Vomie-de-Pétruchienne et Pochetron-Longuecuite pénètrent plus en avant pour arriver dans le centre historique pavé. Ici s’élèvent de plus imposantes bâtisses, de briques pour les artisans, de granit pour les marchands. C’est dans cette partie de la cité qu’a grandi Ginger, auprès de son père et de sa non–pratiquante de mère. L’évocation de cette dernière le renfrogne, il accélère le pas.

Il ne veut pas penser à ce qui a été et se concentre plutôt sur ce qui va être, sous peu, un changement incroyable et merveilleux. Si le guide veut bien leur faire part de ce qu'il attend d'eux.

Ils s'arrêtent chez l'apothicaire afin de soulager, enfin, leur tête des tambours qui festoient encore depuis le réveil.

Puis ils décident de se rendre dans la plus illustre distillerie de contrebande. Sans aucun doute trouveront-ils des interlocuteurs pour leur indiquer comment épauler au mieux Ducruel-Beauroctoto. Leurs pas les guident jusqu'à la place centrale, un vaste espace rectangulaire animé par de multiples vendeurs ambulants et échoppes mobiles en tout genre, où se font face, de part et d'autre, deux imposants bâtiments : l'un accueille la Délégation formée par les différents conseils à la tête du pouvoir sous l'égide du Générialissime, l'autre l'Administration, autrefois le siège des différentes Guildes de la Franchouille (pays de naissance de notre héros), aujourd'hui reconvertie en centre de la bureaucratie au service de la Délégation.

S'y trouve par ailleurs, et contre toute-attente, dans les profondeurs souterraines, une vaste distillerie et la tête pensante de la Guilde de la Vinasse qui regroupe celle de la Vouge Rouge, du Trident Blanc et du Cuirassé Rosé. Comme le dit le vieil adage "L'œil ne voit pas ce qui le crève". Les Charmeurs ont donc pris le parti de rester là où ils ont toujours été en déplaçant seulement de quelques étages le cœur de la rébellion magique.

— Mamour, regarde !

La Charmeuse tire la manche de son fiancé tout en pointant le doigt vers le ciel. Le bref feu d'artifice précurseur d'une annonce du Crieur pétarade au-dessus de la Délégation.

Un silence tombe sur l'assemblée et tous lèvent la tête.

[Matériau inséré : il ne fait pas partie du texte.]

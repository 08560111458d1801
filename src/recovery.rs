//! Recovery manager — stages conversations locally when the background
//! context is unreachable and replays them once it is back.

use std::sync::Arc;

use async_trait::async_trait;
use serde::{Deserialize, Serialize};
use tracing::{debug, info, warn};

use crate::error::{ReconciliationError, StoreError};
use crate::model::Conversation;
use crate::store::{KeyValueStore, PersistenceGateway};

/// Destination of replayed fallback records.
#[async_trait]
pub trait ConversationSink: Send + Sync {
    async fn save(&self, conversation: &Conversation) -> Result<(), StoreError>;

    /// Timestamp of the stored capture with this id, if any.
    async fn stored_timestamp(&self, id: &str) -> Result<Option<i64>, StoreError>;
}

#[async_trait]
impl ConversationSink for PersistenceGateway {
    async fn save(&self, conversation: &Conversation) -> Result<(), StoreError> {
        PersistenceGateway::save(self, conversation).await.map(|_| ())
    }

    async fn stored_timestamp(&self, id: &str) -> Result<Option<i64>, StoreError> {
        match self.get(id).await {
            Ok(conversation) => Ok(Some(conversation.timestamp)),
            Err(StoreError::NotFound { .. }) => Ok(None),
            Err(e) => Err(e),
        }
    }
}

/// Stored shape of a staged conversation.
#[derive(Debug, Clone, Serialize, Deserialize)]
pub struct FallbackRecord {
    #[serde(flatten)]
    pub conversation: Conversation,
    #[serde(rename = "isTemporary", default)]
    pub is_temporary: bool,
}

impl FallbackRecord {
    fn new(conversation: Conversation) -> Self {
        Self {
            conversation,
            is_temporary: true,
        }
    }
}

/// Outcome of a reconcile pass.
#[derive(Debug, Clone, Default, PartialEq, Eq, Serialize, Deserialize)]
pub struct ReconcileReport {
    pub recovered: usize,
    /// Records dropped because a capture at least as recent was already stored.
    #[serde(default)]
    pub superseded: usize,
    pub failed: usize,
    /// Fallback records left after the pass.
    pub remaining: usize,
}

#[derive(Debug, Clone, Copy, PartialEq, Eq)]
enum Replay {
    Saved,
    Superseded,
}

/// Owner of the fallback key prefix in the local namespace.
#[derive(Clone)]
pub struct RecoveryManager {
    local: Arc<dyn KeyValueStore>,
    prefix: String,
}

impl RecoveryManager {
    pub fn new(local: Arc<dyn KeyValueStore>, prefix: impl Into<String>) -> Self {
        Self {
            local,
            prefix: prefix.into(),
        }
    }

    fn key(&self, id: &str) -> String {
        format!("{}{}", self.prefix, id)
    }

    /// Write a fallback record for the conversation, replacing any earlier one.
    pub async fn stash(&self, conversation: &Conversation) -> Result<(), StoreError> {
        let key = self.key(&conversation.id);
        let record = serde_json::to_value(FallbackRecord::new(conversation.clone()))?;
        self.local.set(&key, &record).await?;

        info!(conversation_id = %conversation.id, "Conversation stashed for recovery");
        Ok(())
    }

    /// Staged conversations, without touching the namespace.
    pub async fn pending(&self) -> Result<Vec<Conversation>, StoreError> {
        Ok(self
            .records()
            .await?
            .into_iter()
            .map(|(_, conversation)| conversation)
            .collect())
    }

    /// Replay every fallback record into `sink`.
    ///
    /// Successful replays delete their record; failures keep it and the pass
    /// continues with the next one. A record no newer than the stored capture
    /// is deleted without being saved.
    pub async fn reconcile(&self, sink: &dyn ConversationSink) -> Result<ReconcileReport, StoreError> {
        let records = self.records().await?;
        let mut report = ReconcileReport::default();
        for (key, conversation) in records {
            match self.replay(sink, &key, &conversation).await {
                Ok(Replay::Saved) => report.recovered += 1,
                Ok(Replay::Superseded) => report.superseded += 1,
                Err(e) => {
                    warn!(error = %e, "Fallback record kept");
                    report.failed += 1;
                }
            }
        }
        report.remaining = self.local.entries_with_prefix(&self.prefix).await?.len();

        info!(
            recovered = report.recovered,
            superseded = report.superseded,
            failed = report.failed,
            "Fallback reconciliation finished"
        );
        Ok(report)
    }

    async fn replay(
        &self,
        sink: &dyn ConversationSink,
        key: &str,
        conversation: &Conversation,
    ) -> Result<Replay, ReconciliationError> {
        let replay_err = |e: StoreError| ReconciliationError::Replay {
            id: conversation.id.clone(),
            reason: e.to_string(),
        };

        let stored = sink
            .stored_timestamp(&conversation.id)
            .await
            .map_err(replay_err)?;
        let outcome = match stored {
            Some(ts) if ts >= conversation.timestamp => Replay::Superseded,
            _ => {
                sink.save(conversation).await.map_err(replay_err)?;
                Replay::Saved
            }
        };
        self.local.remove(key).await.map_err(replay_err)?;

        debug!(conversation_id = %conversation.id, ?outcome, "Fallback record reconciled");
        Ok(outcome)
    }

    /// Parseable fallback records with their keys. Unreadable values are
    /// skipped and left in place.
    async fn records(&self) -> Result<Vec<(String, Conversation)>, StoreError> {
        let entries = self.local.entries_with_prefix(&self.prefix).await?;
        let mut records = Vec::with_capacity(entries.len());
        for (key, value) in entries {
            match serde_json::from_value::<FallbackRecord>(value) {
                Ok(record) => records.push((key, record.conversation)),
                Err(e) => warn!(key = %key, error = %e, "Skipping unreadable fallback record"),
            }
        }
        Ok(records)
    }
}
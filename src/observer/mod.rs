//! Change observer — decides when a page is re-captured.

pub mod driver;
pub mod state;

pub use driver::{
    CaptureTrigger, MutationBatch, MutationFilter, MutationKind, MutationRecord, MutationSource,
    ObserverControl, ObserverHandle, ObserverParts, WatchRoot, locate_watch_root, spawn_observer,
};
pub use state::{ObserverEvent, ObserverState};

— Oyez, chers Franchouilliens ! Brève fraîche et ultra fraîche assortie d'un avis de recherche : il y a une heure à peine, deux employés de la Délégation ont été sauvagement abattus. Une enquête est déjà ouverte, merci de contacter la milice pour tout renseignement. Le ou les responsables sont activement recherchés.

Nouveau feu d'artifice.

Un ange passe avant la reprise des conversations qui concernent désormais presque toutes la nouvelle du jour.

Notre héros réprime un sourire, de toute évidence l'œuvre de son idole.

Il glisse ses doigts dans ceux de sa compagne et la tire doucement vers le bâtiment de l'Administration. Ce lieu est une véritable fourmilière dont les membres circulent au milieu d'un dédale de couloirs et de vastes pièces remplies de meubles et bibliothèques en bois sombres où se reflètent les lumières colorées des vitraux qui ornent la façade. Ils montent l'escalier de pierre à grandes enjambées dont le rythme s'amollit à mesure que défilent les étages, pour atteindre les combles.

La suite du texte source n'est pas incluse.